Start of Block

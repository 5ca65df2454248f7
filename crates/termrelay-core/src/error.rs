use thiserror::Error;

/// Errors produced by the terminal relay.
#[derive(Debug, Error)]
pub enum RelayError {
    #[error("spawn failed: {0}")]
    Spawn(String),

    #[error("session not found: {0}")]
    SessionNotFound(String),

    #[error("invalid message: {0}")]
    InvalidMessage(String),

    #[error("transport error: {0}")]
    Transport(String),

    #[error("codec error: {0}")]
    Codec(String),

    #[error("config error: {0}")]
    Config(String),

    #[error("io error: {0}")]
    Io(#[from] std::io::Error),

    #[error("{0}")]
    Other(String),
}

impl From<serde_json::Error> for RelayError {
    fn from(e: serde_json::Error) -> Self {
        RelayError::Codec(e.to_string())
    }
}

pub type RelayResult<T> = Result<T, RelayError>;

End of Block

▶ _WORK INSTRUCTIONS_
Nothing should be left out: return all of the records exactly.

▶ _ANSWER TO THIS PROBLEM_
repository 5ca65df2454248f7
filename crates/termrelay-core/src/error.rs
use thiserror::Error;

/// Errors produced by the terminal relay.
#[derive(Debug, Error)]
pub enum RelayError {
    #[error("spawn failed: {0}")]
    Spawn(String),

    #[error("session not found: {0}")]
    SessionNotFound(String),

    #[error("invalid message: {0}")]
    InvalidMessage(String),

    #[error("transport error: {0}")]
    Transport(String),

    #[error("codec error: {0}")]
    Codec(String),

    #[error("config error: {0}")]
    Config(String),

    #[error("io error: {0}")]
    Io(#[from] std::io::Error),

    #[error("{0}")]
    Other(String),
}

impl From<serde_json::Error> for RelayError {
    fn from(e: serde_json::Error) -> Self {
        RelayError::Codec(e.to_string())
    }
}

pub type RelayResult<T> = Result<T, RelayError>;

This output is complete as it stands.